**Exercise goal**
An exact copy of every entry is what's needed, so please transcribe them all.

**Dataset**
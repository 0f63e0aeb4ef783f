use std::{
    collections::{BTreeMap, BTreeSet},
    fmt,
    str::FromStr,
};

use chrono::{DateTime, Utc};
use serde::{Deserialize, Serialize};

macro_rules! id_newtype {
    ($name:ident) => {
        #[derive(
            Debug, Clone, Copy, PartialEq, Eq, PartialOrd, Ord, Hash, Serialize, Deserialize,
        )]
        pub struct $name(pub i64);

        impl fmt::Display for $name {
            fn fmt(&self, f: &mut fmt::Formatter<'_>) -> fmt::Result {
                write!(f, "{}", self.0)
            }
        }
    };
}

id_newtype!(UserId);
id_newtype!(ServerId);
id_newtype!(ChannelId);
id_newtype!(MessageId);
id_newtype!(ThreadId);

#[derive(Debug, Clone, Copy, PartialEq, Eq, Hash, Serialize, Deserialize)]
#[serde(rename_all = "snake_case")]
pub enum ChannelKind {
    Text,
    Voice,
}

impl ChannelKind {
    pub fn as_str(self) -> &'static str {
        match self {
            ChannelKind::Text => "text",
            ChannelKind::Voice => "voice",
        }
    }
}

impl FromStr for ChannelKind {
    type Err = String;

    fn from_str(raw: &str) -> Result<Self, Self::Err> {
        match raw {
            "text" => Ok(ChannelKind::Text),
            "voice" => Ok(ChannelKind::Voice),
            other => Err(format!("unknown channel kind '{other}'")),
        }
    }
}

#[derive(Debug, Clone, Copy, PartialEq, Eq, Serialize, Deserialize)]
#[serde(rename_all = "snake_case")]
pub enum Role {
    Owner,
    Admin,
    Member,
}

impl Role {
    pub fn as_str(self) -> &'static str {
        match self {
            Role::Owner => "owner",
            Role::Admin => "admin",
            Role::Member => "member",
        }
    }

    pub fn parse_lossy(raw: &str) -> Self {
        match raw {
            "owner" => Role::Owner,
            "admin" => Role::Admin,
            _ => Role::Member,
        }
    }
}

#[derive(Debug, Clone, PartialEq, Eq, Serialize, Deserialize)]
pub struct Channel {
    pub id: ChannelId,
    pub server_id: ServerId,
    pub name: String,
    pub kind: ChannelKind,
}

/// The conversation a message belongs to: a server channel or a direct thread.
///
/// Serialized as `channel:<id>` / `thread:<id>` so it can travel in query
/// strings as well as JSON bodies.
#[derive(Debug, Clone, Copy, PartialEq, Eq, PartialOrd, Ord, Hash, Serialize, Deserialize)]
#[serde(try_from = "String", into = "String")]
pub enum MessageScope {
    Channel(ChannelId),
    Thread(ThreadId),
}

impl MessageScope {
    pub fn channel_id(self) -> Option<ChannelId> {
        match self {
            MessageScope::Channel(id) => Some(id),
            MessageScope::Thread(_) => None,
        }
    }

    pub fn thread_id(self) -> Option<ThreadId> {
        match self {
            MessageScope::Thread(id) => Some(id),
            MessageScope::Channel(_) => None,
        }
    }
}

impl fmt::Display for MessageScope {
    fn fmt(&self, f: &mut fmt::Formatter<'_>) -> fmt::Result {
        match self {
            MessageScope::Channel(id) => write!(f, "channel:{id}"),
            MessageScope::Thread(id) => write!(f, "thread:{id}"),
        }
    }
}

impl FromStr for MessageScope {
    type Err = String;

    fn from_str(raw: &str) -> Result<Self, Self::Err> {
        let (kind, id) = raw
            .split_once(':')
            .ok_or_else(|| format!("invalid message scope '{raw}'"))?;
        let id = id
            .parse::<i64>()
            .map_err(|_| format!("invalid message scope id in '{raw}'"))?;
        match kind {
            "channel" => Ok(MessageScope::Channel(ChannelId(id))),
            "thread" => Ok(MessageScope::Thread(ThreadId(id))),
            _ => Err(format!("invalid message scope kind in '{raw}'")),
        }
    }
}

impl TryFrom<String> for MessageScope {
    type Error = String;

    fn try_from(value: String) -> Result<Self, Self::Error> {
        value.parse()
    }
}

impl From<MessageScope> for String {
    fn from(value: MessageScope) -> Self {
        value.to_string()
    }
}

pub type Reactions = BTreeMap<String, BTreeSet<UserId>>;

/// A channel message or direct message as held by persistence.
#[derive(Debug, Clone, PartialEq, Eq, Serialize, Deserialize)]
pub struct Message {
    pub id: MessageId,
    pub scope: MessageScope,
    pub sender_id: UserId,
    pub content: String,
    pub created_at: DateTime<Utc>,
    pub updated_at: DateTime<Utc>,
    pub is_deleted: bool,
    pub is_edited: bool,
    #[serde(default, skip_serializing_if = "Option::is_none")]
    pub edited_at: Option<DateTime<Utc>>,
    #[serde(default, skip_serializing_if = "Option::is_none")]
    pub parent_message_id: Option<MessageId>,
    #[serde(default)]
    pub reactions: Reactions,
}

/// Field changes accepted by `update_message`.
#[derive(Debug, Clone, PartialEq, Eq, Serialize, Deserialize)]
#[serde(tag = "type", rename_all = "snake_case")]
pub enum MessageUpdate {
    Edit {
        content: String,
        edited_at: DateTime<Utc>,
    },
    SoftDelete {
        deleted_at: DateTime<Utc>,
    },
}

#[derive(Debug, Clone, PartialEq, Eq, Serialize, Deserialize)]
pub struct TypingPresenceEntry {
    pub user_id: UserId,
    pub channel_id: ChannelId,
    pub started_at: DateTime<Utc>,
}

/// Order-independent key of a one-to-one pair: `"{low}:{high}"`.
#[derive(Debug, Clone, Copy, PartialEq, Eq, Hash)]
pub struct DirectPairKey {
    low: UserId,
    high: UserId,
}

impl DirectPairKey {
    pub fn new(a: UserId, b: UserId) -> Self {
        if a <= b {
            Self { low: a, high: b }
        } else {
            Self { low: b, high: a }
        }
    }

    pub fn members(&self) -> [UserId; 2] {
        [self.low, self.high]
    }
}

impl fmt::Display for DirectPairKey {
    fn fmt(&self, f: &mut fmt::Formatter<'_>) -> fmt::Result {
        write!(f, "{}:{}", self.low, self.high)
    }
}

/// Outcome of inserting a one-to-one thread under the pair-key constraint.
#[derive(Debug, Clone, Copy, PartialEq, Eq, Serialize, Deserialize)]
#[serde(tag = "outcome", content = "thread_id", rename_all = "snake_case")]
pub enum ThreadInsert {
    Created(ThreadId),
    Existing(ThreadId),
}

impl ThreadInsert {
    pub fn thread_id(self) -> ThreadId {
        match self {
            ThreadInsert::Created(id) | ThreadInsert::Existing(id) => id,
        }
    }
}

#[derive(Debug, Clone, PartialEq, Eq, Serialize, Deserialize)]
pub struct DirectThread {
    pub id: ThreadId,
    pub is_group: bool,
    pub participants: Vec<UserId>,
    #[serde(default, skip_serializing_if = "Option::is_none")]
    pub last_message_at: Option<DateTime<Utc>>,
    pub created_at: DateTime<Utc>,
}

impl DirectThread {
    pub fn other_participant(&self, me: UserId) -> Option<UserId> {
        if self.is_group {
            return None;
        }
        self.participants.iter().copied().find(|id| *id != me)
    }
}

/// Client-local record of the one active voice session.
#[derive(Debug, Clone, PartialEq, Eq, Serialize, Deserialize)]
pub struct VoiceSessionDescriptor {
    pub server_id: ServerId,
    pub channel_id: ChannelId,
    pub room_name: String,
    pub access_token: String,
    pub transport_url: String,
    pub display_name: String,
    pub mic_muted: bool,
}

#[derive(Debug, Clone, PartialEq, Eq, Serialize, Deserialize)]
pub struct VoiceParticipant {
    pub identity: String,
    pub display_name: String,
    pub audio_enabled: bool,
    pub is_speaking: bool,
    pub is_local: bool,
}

**Task result**
repository 0f63e0aeb4ef783f
use std::{
    collections::{BTreeMap, BTreeSet},
    fmt,
    str::FromStr,
};

use chrono::{DateTime, Utc};
use serde::{Deserialize, Serialize};

macro_rules! id_newtype {
    ($name:ident) => {
        #[derive(
            Debug, Clone, Copy, PartialEq, Eq, PartialOrd, Ord, Hash, Serialize, Deserialize,
        )]
        pub struct $name(pub i64);

        impl fmt::Display for $name {
            fn fmt(&self, f: &mut fmt::Formatter<'_>) -> fmt::Result {
                write!(f, "{}", self.0)
            }
        }
    };
}

id_newtype!(UserId);
id_newtype!(ServerId);
id_newtype!(ChannelId);
id_newtype!(MessageId);
id_newtype!(ThreadId);

#[derive(Debug, Clone, Copy, PartialEq, Eq, Hash, Serialize, Deserialize)]
#[serde(rename_all = "snake_case")]
pub enum ChannelKind {
    Text,
    Voice,
}

impl ChannelKind {
    pub fn as_str(self) -> &'static str {
        match self {
            ChannelKind::Text => "text",
            ChannelKind::Voice => "voice",
        }
    }
}

impl FromStr for ChannelKind {
    type Err = String;

    fn from_str(raw: &str) -> Result<Self, Self::Err> {
        match raw {
            "text" => Ok(ChannelKind::Text),
            "voice" => Ok(ChannelKind::Voice),
            other => Err(format!("unknown channel kind '{other}'")),
        }
    }
}

#[derive(Debug, Clone, Copy, PartialEq, Eq, Serialize, Deserialize)]
#[serde(rename_all = "snake_case")]
pub enum Role {
    Owner,
    Admin,
    Member,
}

impl Role {
    pub fn as_str(self) -> &'static str {
        match self {
            Role::Owner => "owner",
            Role::Admin => "admin",
            Role::Member => "member",
        }
    }

    pub fn parse_lossy(raw: &str) -> Self {
        match raw {
            "owner" => Role::Owner,
            "admin" => Role::Admin,
            _ => Role::Member,
        }
    }
}

#[derive(Debug, Clone, PartialEq, Eq, Serialize, Deserialize)]
pub struct Channel {
    pub id: ChannelId,
    pub server_id: ServerId,
    pub name: String,
    pub kind: ChannelKind,
}

/// The conversation a message belongs to: a server channel or a direct thread.
///
/// Serialized as `channel:<id>` / `thread:<id>` so it can travel in query
/// strings as well as JSON bodies.
#[derive(Debug, Clone, Copy, PartialEq, Eq, PartialOrd, Ord, Hash, Serialize, Deserialize)]
#[serde(try_from = "String", into = "String")]
pub enum MessageScope {
    Channel(ChannelId),
    Thread(ThreadId),
}

impl MessageScope {
    pub fn channel_id(self) -> Option<ChannelId> {
        match self {
            MessageScope::Channel(id) => Some(id),
            MessageScope::Thread(_) => None,
        }
    }

    pub fn thread_id(self) -> Option<ThreadId> {
        match self {
            MessageScope::Thread(id) => Some(id),
            MessageScope::Channel(_) => None,
        }
    }
}

impl fmt::Display for MessageScope {
    fn fmt(&self, f: &mut fmt::Formatter<'_>) -> fmt::Result {
        match self {
            MessageScope::Channel(id) => write!(f, "channel:{id}"),
            MessageScope::Thread(id) => write!(f, "thread:{id}"),
        }
    }
}

impl FromStr for MessageScope {
    type Err = String;

    fn from_str(raw: &str) -> Result<Self, Self::Err> {
        let (kind, id) = raw
            .split_once(':')
            .ok_or_else(|| format!("invalid message scope '{raw}'"))?;
        let id = id
            .parse::<i64>()
            .map_err(|_| format!("invalid message scope id in '{raw}'"))?;
        match kind {
            "channel" => Ok(MessageScope::Channel(ChannelId(id))),
            "thread" => Ok(MessageScope::Thread(ThreadId(id))),
            _ => Err(format!("invalid message scope kind in '{raw}'")),
        }
    }
}

impl TryFrom<String> for MessageScope {
    type Error = String;

    fn try_from(value: String) -> Result<Self, Self::Error> {
        value.parse()
    }
}

impl From<MessageScope> for String {
    fn from(value: MessageScope) -> Self {
        value.to_string()
    }
}

pub type Reactions = BTreeMap<String, BTreeSet<UserId>>;

/// A channel message or direct message as held by persistence.
#[derive(Debug, Clone, PartialEq, Eq, Serialize, Deserialize)]
pub struct Message {
    pub id: MessageId,
    pub scope: MessageScope,
    pub sender_id: UserId,
    pub content: String,
    pub created_at: DateTime<Utc>,
    pub updated_at: DateTime<Utc>,
    pub is_deleted: bool,
    pub is_edited: bool,
    #[serde(default, skip_serializing_if = "Option::is_none")]
    pub edited_at: Option<DateTime<Utc>>,
    #[serde(default, skip_serializing_if = "Option::is_none")]
    pub parent_message_id: Option<MessageId>,
    #[serde(default)]
    pub reactions: Reactions,
}

/// Field changes accepted by `update_message`.
#[derive(Debug, Clone, PartialEq, Eq, Serialize, Deserialize)]
#[serde(tag = "type", rename_all = "snake_case")]
pub enum MessageUpdate {
    Edit {
        content: String,
        edited_at: DateTime<Utc>,
    },
    SoftDelete {
        deleted_at: DateTime<Utc>,
    },
}

#[derive(Debug, Clone, PartialEq, Eq, Serialize, Deserialize)]
pub struct TypingPresenceEntry {
    pub user_id: UserId,
    pub channel_id: ChannelId,
    pub started_at: DateTime<Utc>,
}

/// Order-independent key of a one-to-one pair: `"{low}:{high}"`.
#[derive(Debug, Clone, Copy, PartialEq, Eq, Hash)]
pub struct DirectPairKey {
    low: UserId,
    high: UserId,
}

impl DirectPairKey {
    pub fn new(a: UserId, b: UserId) -> Self {
        if a <= b {
            Self { low: a, high: b }
        } else {
            Self { low: b, high: a }
        }
    }

    pub fn members(&self) -> [UserId; 2] {
        [self.low, self.high]
    }
}

impl fmt::Display for DirectPairKey {
    fn fmt(&self, f: &mut fmt::Formatter<'_>) -> fmt::Result {
        write!(f, "{}:{}", self.low, self.high)
    }
}

/// Outcome of inserting a one-to-one thread under the pair-key constraint.
#[derive(Debug, Clone, Copy, PartialEq, Eq, Serialize, Deserialize)]
#[serde(tag = "outcome", content = "thread_id", rename_all = "snake_case")]
pub enum ThreadInsert {
    Created(ThreadId),
    Existing(ThreadId),
}

impl ThreadInsert {
    pub fn thread_id(self) -> ThreadId {
        match self {
            ThreadInsert::Created(id) | ThreadInsert::Existing(id) => id,
        }
    }
}

#[derive(Debug, Clone, PartialEq, Eq, Serialize, Deserialize)]
pub struct DirectThread {
    pub id: ThreadId,
    pub is_group: bool,
    pub participants: Vec<UserId>,
    #[serde(default, skip_serializing_if = "Option::is_none")]
    pub last_message_at: Option<DateTime<Utc>>,
    pub created_at: DateTime<Utc>,
}

impl DirectThread {
    pub fn other_participant(&self, me: UserId) -> Option<UserId> {
        if self.is_group {
            return None;
        }
        self.participants.iter().copied().find(|id| *id != me)
    }
}

/// Client-local record of the one active voice session.
#[derive(Debug, Clone, PartialEq, Eq, Serialize, Deserialize)]
pub struct VoiceSessionDescriptor {
    pub server_id: ServerId,
    pub channel_id: ChannelId,
    pub room_name: String,
    pub access_token: String,
    pub transport_url: String,
    pub display_name: String,
    pub mic_muted: bool,
}

#[derive(Debug, Clone, PartialEq, Eq, Serialize, Deserialize)]
pub struct VoiceParticipant {
    pub identity: String,
    pub display_name: String,
    pub audio_enabled: bool,
    pub is_speaking: bool,
    pub is_local: bool,
}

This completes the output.